Take from the records below each line that holds "Copy".

[Entries taken from a collection]
^^^^^^^^
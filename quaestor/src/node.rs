//! Handles into the live UI tree and the control-pattern surfaces they expose.

use std::fmt::Debug;
use std::sync::Arc;

use serde::{Deserialize, Serialize};

use crate::condition::{Condition, ControlType, TreeScope};
use crate::errors::AutomationError;
use crate::geometry::Rect;

/// Scroll step sizes of the platform scroll pattern.
#[derive(Debug, Clone, Copy, PartialEq, Eq)]
pub enum ScrollAmount {
    SmallDecrement,
    SmallIncrement,
    LargeDecrement,
    LargeIncrement,
}

/// Grid pattern of a tabular container: overall dimensions.
pub trait GridPattern {
    fn row_count(&self) -> Result<i32, AutomationError>;
    fn column_count(&self) -> Result<i32, AutomationError>;
}

/// Grid-item pattern of a cell: its logical coordinates inside the grid.
pub trait GridItemPattern {
    fn row(&self) -> Result<i32, AutomationError>;
    fn column(&self) -> Result<i32, AutomationError>;
}

/// Scroll pattern of a scrollable container.
///
/// Percentages run 0..=100; a container reports a direction as not
/// scrollable when all content in that direction already fits.
pub trait ScrollPattern {
    fn vertically_scrollable(&self) -> Result<bool, AutomationError>;
    fn horizontally_scrollable(&self) -> Result<bool, AutomationError>;
    fn vertical_scroll_percent(&self) -> Result<f64, AutomationError>;
    fn horizontal_scroll_percent(&self) -> Result<f64, AutomationError>;
    fn scroll_vertical(&self, amount: ScrollAmount) -> Result<(), AutomationError>;
    fn scroll_horizontal(&self, amount: ScrollAmount) -> Result<(), AutomationError>;
}

/// Text pattern: whole-document text retrieval.
pub trait TextPattern {
    fn document_text(&self) -> Result<String, AutomationError>;
}

/// Value pattern: the generic single-value read surface and its
/// read-only flag.
pub trait ValuePattern {
    fn value(&self) -> Result<String, AutomationError>;
    fn is_read_only(&self) -> Result<bool, AutomationError>;
}

/// Interface for platform-specific node implementations.
///
/// This is the full collaborator contract the façades rely on: property
/// reads that fail with [`AutomationError::PropertyNotSupported`] when the
/// node lacks the property, pattern getters that fail with
/// [`AutomationError::PatternNotSupported`] when the pattern is absent, and
/// a subtree search that reports "no match" as `Ok(None)` rather than an
/// error, because a missing element is a normal outcome for test code.
pub trait NodeImpl: Send + Sync + Debug {
    fn automation_id(&self) -> Result<String, AutomationError>;
    fn name(&self) -> Result<String, AutomationError>;
    fn control_type(&self) -> Result<ControlType, AutomationError>;
    fn is_enabled(&self) -> Result<bool, AutomationError>;
    fn bounds(&self) -> Result<Rect, AutomationError>;
    /// A point guaranteed to land inside the element's hit-test region,
    /// in the platform's floating screen coordinates.
    fn clickable_point(&self) -> Result<(f64, f64), AutomationError>;

    fn find_first(
        &self,
        scope: TreeScope,
        condition: &Condition,
    ) -> Result<Option<UiNode>, AutomationError>;

    fn grid_pattern(&self) -> Result<Box<dyn GridPattern + '_>, AutomationError>;
    fn grid_item_pattern(&self) -> Result<Box<dyn GridItemPattern + '_>, AutomationError>;
    fn scroll_pattern(&self) -> Result<Box<dyn ScrollPattern + '_>, AutomationError>;
    fn text_pattern(&self) -> Result<Box<dyn TextPattern + '_>, AutomationError>;
    fn value_pattern(&self) -> Result<Box<dyn ValuePattern + '_>, AutomationError>;

    /// Enable downcasting to concrete node types.
    fn as_any(&self) -> &dyn std::any::Any;
}

/// A non-owning handle to a node in the live UI tree.
///
/// Cloning the handle never clones the control; dropping it never destroys
/// the control. The handle may go stale when the underlying control is
/// destroyed, in which case further calls return errors instead of
/// panicking.
#[derive(Debug, Clone)]
pub struct UiNode {
    inner: Arc<dyn NodeImpl>,
}

impl UiNode {
    pub fn new(inner: Arc<dyn NodeImpl>) -> Self {
        Self { inner }
    }

    pub fn automation_id(&self) -> Result<String, AutomationError> {
        self.inner.automation_id()
    }

    pub fn name(&self) -> Result<String, AutomationError> {
        self.inner.name()
    }

    pub fn control_type(&self) -> Result<ControlType, AutomationError> {
        self.inner.control_type()
    }

    pub fn is_enabled(&self) -> Result<bool, AutomationError> {
        self.inner.is_enabled()
    }

    pub fn bounds(&self) -> Result<Rect, AutomationError> {
        self.inner.bounds()
    }

    pub fn clickable_point(&self) -> Result<(f64, f64), AutomationError> {
        self.inner.clickable_point()
    }

    /// Search the given scope for the first node matching `condition`.
    pub fn find_first(
        &self,
        scope: TreeScope,
        condition: &Condition,
    ) -> Result<Option<UiNode>, AutomationError> {
        self.inner.find_first(scope, condition)
    }

    pub fn grid_pattern(&self) -> Result<Box<dyn GridPattern + '_>, AutomationError> {
        self.inner.grid_pattern()
    }

    pub fn grid_item_pattern(&self) -> Result<Box<dyn GridItemPattern + '_>, AutomationError> {
        self.inner.grid_item_pattern()
    }

    pub fn scroll_pattern(&self) -> Result<Box<dyn ScrollPattern + '_>, AutomationError> {
        self.inner.scroll_pattern()
    }

    pub fn text_pattern(&self) -> Result<Box<dyn TextPattern + '_>, AutomationError> {
        self.inner.text_pattern()
    }

    pub fn value_pattern(&self) -> Result<Box<dyn ValuePattern + '_>, AutomationError> {
        self.inner.value_pattern()
    }

    /// Whether this node's bounding region geometrically contains `other`'s.
    pub fn geometrically_contains(&self, other: &UiNode) -> Result<bool, AutomationError> {
        Ok(self.bounds()?.contains(&other.bounds()?))
    }

    /// Best-effort property snapshot for logs and error messages.
    pub fn snapshot(&self) -> NodeSnapshot {
        NodeSnapshot {
            automation_id: self.automation_id().ok().filter(|id| !id.is_empty()),
            name: self.name().ok().filter(|n| !n.is_empty()),
            control_type: self.control_type().ok(),
            bounds: self.bounds().ok(),
            enabled: self.is_enabled().ok(),
        }
    }

    pub fn as_impl(&self) -> &dyn NodeImpl {
        self.inner.as_ref()
    }
}

/// Serializable property snapshot of a node.
///
/// Holds plain data only and cannot drive the UI; it exists for diagnostics,
/// assertion messages and structured logs.
#[derive(Debug, Clone, Serialize, Deserialize)]
pub struct NodeSnapshot {
    #[serde(skip_serializing_if = "Option::is_none")]
    pub automation_id: Option<String>,
    #[serde(skip_serializing_if = "Option::is_none")]
    pub name: Option<String>,
    #[serde(skip_serializing_if = "Option::is_none")]
    pub control_type: Option<ControlType>,
    #[serde(skip_serializing_if = "Option::is_none")]
    pub bounds: Option<Rect>,
    #[serde(skip_serializing_if = "Option::is_none")]
    pub enabled: Option<bool>,
}

impl NodeSnapshot {
    pub fn to_json(&self) -> Result<String, serde_json::Error> {
        serde_json::to_string(self)
    }
}
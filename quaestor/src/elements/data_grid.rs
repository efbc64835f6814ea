//! Tabular control façade: dimensions, scroll-into-view, typed cell access.

use tracing::{debug, instrument};

use super::{CellControl, ElementBase};
use crate::condition::{Condition, TreeScope};
use crate::errors::AutomationError;
use crate::node::{ScrollAmount, ScrollPattern, UiNode};
use crate::wait::Waiter;
use crate::Session;

const KIND: &str = "DataGrid";

/// Which scroll axis a search/scroll phase operates on.
#[derive(Debug, Clone, Copy)]
enum Axis {
    Vertical,
    Horizontal,
}

impl Axis {
    fn scrollable(&self, scroll: &dyn ScrollPattern) -> Result<bool, AutomationError> {
        match self {
            Axis::Vertical => scroll.vertically_scrollable(),
            Axis::Horizontal => scroll.horizontally_scrollable(),
        }
    }

    fn percent(&self, scroll: &dyn ScrollPattern) -> Result<f64, AutomationError> {
        match self {
            Axis::Vertical => scroll.vertical_scroll_percent(),
            Axis::Horizontal => scroll.horizontal_scroll_percent(),
        }
    }

    fn scroll(
        &self,
        scroll: &dyn ScrollPattern,
        amount: ScrollAmount,
    ) -> Result<(), AutomationError> {
        match self {
            Axis::Vertical => scroll.scroll_vertical(amount),
            Axis::Horizontal => scroll.scroll_horizontal(amount),
        }
    }
}

/// A table-shaped control exposing the grid and scroll patterns.
///
/// Virtualized grids only materialize visible rows and columns in the
/// automation tree, so locating an off-screen cell means scrolling and
/// re-querying; [`DataGrid::scroll_to`] does exactly that, while
/// [`DataGrid::item`] deliberately does not scroll and expects the caller to
/// have brought the cell into view first.
#[derive(Debug, Clone)]
pub struct DataGrid {
    base: ElementBase,
}

impl DataGrid {
    /// Locate a grid by automation id under `parent` and bind to it.
    pub fn new(
        session: &Session,
        parent: &UiNode,
        automation_id: &str,
    ) -> Result<Self, AutomationError> {
        let base = ElementBase::resolve(session.clone(), parent, automation_id, KIND)?;
        Ok(Self { base })
    }

    /// Bind to a node that has already been located.
    pub fn from_node(session: &Session, node: UiNode) -> Self {
        Self {
            base: ElementBase::bind(session.clone(), node),
        }
    }

    /// The node this grid is bound to.
    pub fn node(&self) -> &UiNode {
        &self.base.node
    }

    pub fn is_enabled(&self) -> Result<bool, AutomationError> {
        self.base.node.is_enabled()
    }

    pub fn row_count(&self) -> Result<i32, AutomationError> {
        self.base.node.grid_pattern()?.row_count()
    }

    pub fn column_count(&self) -> Result<i32, AutomationError> {
        self.base.node.grid_pattern()?.column_count()
    }

    /// Scroll until the cell at `[row, column]` is geometrically visible.
    ///
    /// Works in two phases per axis: large-increment scrolls until a matching
    /// cell materializes in the automation tree, then small-increment scrolls
    /// until the grid's visible bounds contain it. Succeeds without issuing a
    /// single scroll action when the cell is already fully visible.
    #[instrument(level = "debug", skip(self))]
    pub fn scroll_to(&self, row: i32, column: i32) -> Result<(), AutomationError> {
        if row < 0 || column < 0 {
            return Err(AutomationError::InvalidArgument(format!(
                "cell [{row}, {column}] of {} does not exist: coordinates must be non-negative",
                self.base.describe(KIND)
            )));
        }

        let scroll = self.base.node.scroll_pattern().map_err(|_| {
            AutomationError::PatternNotSupported(format!(
                "{} does not support the scroll pattern",
                self.base.describe(KIND)
            ))
        })?;

        // Vertical: any cell in the target row proves the row exists. The
        // column is left unconstrained because the materialized column range
        // may not include the target yet.
        let row_condition = Condition::cell_in_row(row);
        self.bring_into_view(scroll.as_ref(), &row_condition, Axis::Vertical, || {
            AutomationError::ElementNotFound(format!(
                "{} has no row {row}",
                self.base.describe(KIND)
            ))
        })?;

        // Horizontal: now pin down the exact cell.
        let cell_condition = Condition::cell_at(row, column);
        self.bring_into_view(scroll.as_ref(), &cell_condition, Axis::Horizontal, || {
            AutomationError::ElementNotFound(format!(
                "{} has no column {column}",
                self.base.describe(KIND)
            ))
        })?;

        Ok(())
    }

    /// Return a typed façade for whatever control lives in cell `[row, column]`.
    ///
    /// Does not scroll; the cell must already be visible (see
    /// [`DataGrid::scroll_to`]). The grid is given a bounded wait to become
    /// enabled first, driven by the session's [`AutomationConfig`].
    ///
    /// [`AutomationConfig`]: crate::AutomationConfig
    #[instrument(level = "debug", skip(self))]
    pub fn item<T: CellControl>(&self, row: i32, column: i32) -> Result<T, AutomationError> {
        if row < 0 || column < 0 {
            return Err(AutomationError::InvalidArgument(format!(
                "cell [{row}, {column}] of {} does not exist: coordinates must be non-negative",
                self.base.describe(KIND)
            )));
        }

        let config = self.base.session.config();
        let waiter = Waiter::new(config.enable_wait_timeout, config.poll_interval);
        waiter
            .wait_for(|| self.is_enabled(), |enabled| *enabled)
            .map_err(|e| match e {
                AutomationError::Timeout(_) => AutomationError::ElementNotEnabled(format!(
                    "{} is disabled",
                    self.base.describe(KIND)
                )),
                other => other,
            })?;

        let condition = Condition::cell_at(row, column);
        let cell = self.base.node.find_first(TreeScope::Subtree, &condition)?;
        let cell = match cell {
            Some(cell) if self.base.node.geometrically_contains(&cell)? => cell,
            _ => {
                return Err(AutomationError::ElementNotFound(format!(
                    "cell [{row}, {column}] of {} is out of view or does not exist",
                    self.base.describe(KIND)
                )))
            }
        };

        let content = cell
            .find_first(
                TreeScope::Subtree,
                &Condition::ControlType(T::CONTROL_TYPE),
            )?
            .ok_or_else(|| {
                AutomationError::ElementNotFound(format!(
                    "cell [{row}, {column}] of {} holds no {:?} element",
                    self.base.describe(KIND),
                    T::CONTROL_TYPE
                ))
            })?;

        debug!(cell = %content.snapshot().to_json().unwrap_or_default(), "bound cell content");
        Ok(T::bind(self.base.session.clone(), content))
    }

    /// Coarse-then-fine search/scroll along one axis until the node matching
    /// `condition` is geometrically contained in the grid's bounds.
    fn bring_into_view(
        &self,
        scroll: &dyn ScrollPattern,
        condition: &Condition,
        axis: Axis,
        missing: impl Fn() -> AutomationError,
    ) -> Result<UiNode, AutomationError> {
        let config = self.base.session.config();

        let mut cell = self.base.node.find_first(TreeScope::Subtree, condition)?;

        // Coarse phase: page through until the target materializes or the
        // scroll range is exhausted.
        if cell.is_none() && axis.scrollable(scroll)? {
            let mut steps = 0;
            while cell.is_none()
                && axis.percent(scroll)? < config.scroll_end_threshold
                && steps < config.max_scroll_steps
            {
                axis.scroll(scroll, ScrollAmount::LargeIncrement)?;
                cell = self.base.node.find_first(TreeScope::Subtree, condition)?;
                steps += 1;
            }
        }
        let mut cell = cell.ok_or_else(&missing)?;

        // Fine phase: the coarse phase can overshoot or leave the cell half
        // clipped at a boundary; nudge until containment holds.
        let mut steps = 0;
        while !self.base.node.geometrically_contains(&cell)? {
            if steps >= config.max_scroll_steps {
                return Err(AutomationError::ScrollFailed(format!(
                    "{} kept a matching cell outside its bounds after {steps} fine scroll steps",
                    self.base.describe(KIND)
                )));
            }
            cell = self
                .base
                .node
                .find_first(TreeScope::Subtree, condition)?
                .ok_or_else(&missing)?;
            axis.scroll(scroll, ScrollAmount::SmallIncrement)?;
            steps += 1;
        }

        debug!(?axis, "target cell is in view");
        Ok(cell)
    }
}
^^^^^^^^
> _Problem solution_:
#[derive(Debug, Clone, Copy, PartialEq, Eq)]
#[derive(Debug, Clone, Copy)]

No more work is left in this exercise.